— Dataset entries —

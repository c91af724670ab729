//! Pass pipeline. Each pass exposes `run(items, config) -> bool` and reports
//! whether it changed the stream.

pub mod inline;

use slate_asm::AsmItem;

use self::inline::InlineConfig;

/// Runs the pass pipeline over `items` once. Returns whether anything
/// changed; callers that want a fixed point re-invoke until it reports
/// `false`.
pub fn optimise(items: &mut Vec<AsmItem>, config: &InlineConfig) -> bool {
    inline::run(items, config)
}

— ABOUT THIS EXERCISE —
Reproduce the records above exactly, character for character.

— RESPONSE TO THE TASK —
repository c91af724670ab729
//! Pass pipeline. Each pass exposes `run(items, config) -> bool` and reports
//! whether it changed the stream.

pub mod inline;

use slate_asm::AsmItem;

use self::inline::InlineConfig;

/// Runs the pass pipeline over `items` once. Returns whether anything
/// changed; callers that want a fixed point re-invoke until it reports
/// `false`.
pub fn optimise(items: &mut Vec<AsmItem>, config: &InlineConfig) -> bool {
    inline::run(items, config)
}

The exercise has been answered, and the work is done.